KW Suspensions North America would like to take this opportunity to
thank all of the VW Vortexers for participating in the KW Introductory Offer.
As many of you know, this program was designed to employ you as a
spokesperson for KW Suspensions, through education and experience. Now
that you have had your KW Coilovers installed for a few weeks, and had
some time to evaluate them first hand, we would like to hear from you!
Please post your questions, comments and suggestions on this forum and
let us know how to take KW Suspensions to the next level in complete
performance, service, and quality. The information gathered will allow
KW Suspensions North America to meet and exceed all of your expectations.
P.S. For all of the people that missed out on this special offer, we
invite you to visit the all-new
www.kwsuspensions.com featuring the NEW 2002 VW & Audi Pricing and
Applications. You wont regret it!
Thank you in advance for your participation.


----------



## Charles Devine (Aug 22, 2007)

Just bought a set from ECStuning, I will let you all know as soon as I get them on 

$1200, hit pretty hard though wish that sale was still going on for the limited offer :beer:


----------



## redbullgotwings (Sep 29, 2011)

i hit the limited time offer, i got them for $700 on ECS.
The ones i got off ECS were ST coils but it says they were made with KW so i shall continue my review.
These are for sure the best bang for your buck.

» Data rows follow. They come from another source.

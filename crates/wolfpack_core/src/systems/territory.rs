//! Territory defense and patrol.
//!
//! The territory is centered where the agent first ran this behavior. Foreign
//! wolves inside it are confronted with an urgency that grows towards the
//! den; otherwise the agent patrols a ring between the core and the border.

use crate::collaborators::{Signal, SignalKind, SignalSink};
use crate::config::TerritoryConfig;
use crate::context::BehaviorContext;
use crate::steering::{seek, Services, SteeringBehavior};
use wolfpack_data::{EntitySnapshot, Vec3};

/// Defense urgency from the defender's distance to the center.
pub fn urgency(distance_from_center: f64, outer_radius: f64) -> f64 {
    (1.0 - distance_from_center / outer_radius).clamp(0.3, 1.0)
}

pub struct PackTerritoryBehavior {
    config: TerritoryConfig,
    center: Option<Vec3>,
    last_howl: Option<u64>,
    last_mark: Option<u64>,
}

impl PackTerritoryBehavior {
    pub fn new(config: TerritoryConfig) -> Self {
        Self {
            config,
            center: None,
            last_howl: None,
            last_mark: None,
        }
    }

    pub fn center(&self) -> Option<Vec3> {
        self.center
    }

    /// Moves the territory. Not used by the default host.
    pub fn recenter(&mut self, center: Vec3) {
        self.center = Some(center);
    }

    /// Foreign wolf close enough to matter. Detection reaches the whole
    /// outer radius for intruders inside the core, only the core radius for
    /// intruders nearer the border.
    pub fn detect_intruder<'a>(&self, ctx: &BehaviorContext<'a>, center: Vec3) -> Option<&'a EntitySnapshot> {
        let me = &ctx.agent;
        ctx.neighbors
            .iter()
            .filter(|n| n.species == me.species && n.alive && !n.tamed && n.id != me.id)
            .filter(|n| me.pack_id.is_none() || n.pack_id != me.pack_id)
            .filter(|n| {
                let from_center = n.position.distance_to(center);
                if from_center >= self.config.outer_radius {
                    return false;
                }
                let detection = if from_center < self.config.core_radius {
                    self.config.outer_radius
                } else {
                    self.config.core_radius
                };
                me.distance_to(n) < detection
            })
            .min_by(|a, b| me.distance_to(a).total_cmp(&me.distance_to(b)))
    }

    fn emit_if_due(
        last: &mut Option<u64>,
        interval: u64,
        kind: SignalKind,
        ctx: &BehaviorContext<'_>,
        signals: &mut dyn SignalSink,
    ) {
        let due = last.map_or(true, |t| ctx.tick.saturating_sub(t) >= interval);
        if due {
            signals.emit(Signal {
                kind,
                source: ctx.agent.id,
                pack_id: ctx.standing.pack_id,
                position: ctx.position(),
                tick: ctx.tick,
            });
            *last = Some(ctx.tick);
        }
    }

    fn defend(&mut self, ctx: &BehaviorContext<'_>, center: Vec3, intruder: &EntitySnapshot, signals: &mut dyn SignalSink) -> Vec3 {
        let from_center = ctx.position().distance_to(center);
        if from_center < self.config.core_radius {
            Self::emit_if_due(
                &mut self.last_howl,
                self.config.howl_cooldown,
                SignalKind::AlertHowl,
                ctx,
                signals,
            );
        }
        let urgency = urgency(from_center, self.config.outer_radius);
        (intruder.position - ctx.position()).normalize() * (ctx.max_force * urgency)
    }

    fn patrol(&mut self, ctx: &BehaviorContext<'_>, center: Vec3, signals: &mut dyn SignalSink) -> Vec3 {
        let here = ctx.position();
        let from_center = here.distance_to(center);

        if from_center > self.config.outer_radius * self.config.boundary_fraction {
            Self::emit_if_due(
                &mut self.last_mark,
                self.config.scent_interval,
                SignalKind::ScentMark,
                ctx,
                signals,
            );
            return seek(
                here,
                ctx.velocity(),
                center,
                self.config.patrol_speed,
                self.config.defense_force * 0.5,
            );
        }

        if from_center < self.config.core_radius * self.config.inner_fraction {
            let outward = (here - center).normalize();
            // Standing on the center: any heading works, pick +x.
            let outward = if outward.is_zero() { Vec3::flat(1.0, 0.0) } else { outward };
            let boundary = center + outward * self.config.outer_radius;
            return seek(
                here,
                ctx.velocity(),
                boundary,
                self.config.patrol_speed,
                self.config.defense_force * 0.3,
            );
        }

        Vec3::ZERO
    }
}

impl SteeringBehavior for PackTerritoryBehavior {
    fn calculate(&mut self, ctx: &BehaviorContext<'_>, services: &mut Services<'_>) -> Vec3 {
        if ctx.agent.tamed {
            return Vec3::ZERO;
        }
        let center = *self.center.get_or_insert(ctx.position());

        if let Some(intruder) = self.detect_intruder(ctx, center) {
            return self.defend(ctx, center, intruder, services.signals);
        }
        self.patrol(ctx, center, services.signals)
    }
}
//! Boundary traits the host implements.
//!
//! All of them may fail. The engine absorbs a failure at the call site: it
//! logs a warning, bumps the caller's failure counter and treats the answer
//! as "no information this tick". Nothing is retried.

use crate::context::BehaviorContext;
use crate::error::Result;
use wolfpack_data::{AgentId, EntitySnapshot, PackId, Vec3};

pub const ENERGY_KEY: &str = "energy";
pub const HUNGER_KEY: &str = "hunger";

/// "Entities within radius of an agent", expected sub-linear in world size.
pub trait NeighborQuery {
    /// Never includes `agent` itself.
    fn nearby(
        &self,
        agent: &EntitySnapshot,
        radius: f64,
        same_species_only: bool,
    ) -> Result<Vec<EntitySnapshot>>;
}

/// Per-agent numeric resources under namespaced keys.
pub trait ResourceStore {
    /// `Ok(None)` when the host keeps no record for this agent or key.
    fn read(&self, agent: AgentId, key: &str) -> Result<Option<f64>>;
    fn write(&mut self, agent: AgentId, key: &str, value: f64) -> Result<()>;
}

/// Picks the most desirable prey candidate for an agent.
pub trait PreySelector {
    fn select(&self, ctx: &BehaviorContext<'_>) -> Result<Option<EntitySnapshot>>;
}

/// Sustainability gate consulted for every prey candidate.
pub trait PopulationHealth {
    fn is_healthy(&self, observer: &EntitySnapshot, candidate: &EntitySnapshot) -> Result<bool>;
}

#[derive(Debug, Clone, Copy, PartialEq, Eq, Hash)]
pub enum SignalKind {
    /// Intruder inside the core territory.
    AlertHowl,
    /// Alpha keeping the pack together.
    BondingHowl,
    ScentMark,
}

#[derive(Debug, Clone, Copy, PartialEq)]
pub struct Signal {
    pub kind: SignalKind,
    pub source: AgentId,
    pub pack_id: Option<PackId>,
    pub position: Vec3,
    pub tick: u64,
}

/// Fire-and-forget sink for howls and scent marks.
pub trait SignalSink {
    fn emit(&mut self, signal: Signal);
}

impl SignalSink for Vec<Signal> {
    fn emit(&mut self, signal: Signal) {
        self.push(signal);
    }
}

/// Reads a resource, failing open to `fallback` when the host has nothing.
pub fn read_or(
    store: &dyn ResourceStore,
    agent: AgentId,
    key: &str,
    fallback: f64,
    failures: &mut u64,
) -> f64 {
    match store.read(agent, key) {
        Ok(Some(value)) if value.is_finite() => value,
        Ok(_) => fallback,
        Err(err) => {
            *failures += 1;
            tracing::warn!(agent = %agent, key, error = %err, "Resource read failed, assuming fully resourced");
            fallback
        }
    }
}

/// Neighbor list for `agent`, or an empty list if the index failed.
pub fn nearby_or_empty(
    query: &dyn NeighborQuery,
    agent: &EntitySnapshot,
    radius: f64,
    same_species_only: bool,
    failures: &mut u64,
) -> Vec<EntitySnapshot> {
    match query.nearby(agent, radius, same_species_only) {
        Ok(list) => list,
        Err(err) => {
            *failures += 1;
            tracing::warn!(agent = %agent.id, radius, error = %err, "Neighbor query failed, no neighbors this tick");
            Vec::new()
        }
    }
}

Ride is better than expected, i love them. I can lift them up for winter and a different height for the track or sport driving. In the summer i SLAM IT!! and trust me they go low, they will tuck OEM wheels and tires. The front goes down a little lower than the rear cuz on the rear i hit the axle before i can get as low as possible. But between you and me, i cut a coil off the back a few days ago and it sits about a half an inch lower and still rides good. 
Keep in mind, im weird, youll prolly keep it up a little higher for better ride quality, so there is no NEED to cut the coil.

Over all

Ride height - 9/10 

ride quality - 8/10

installation - 10/10 EASY!!!

price - 10/10


----------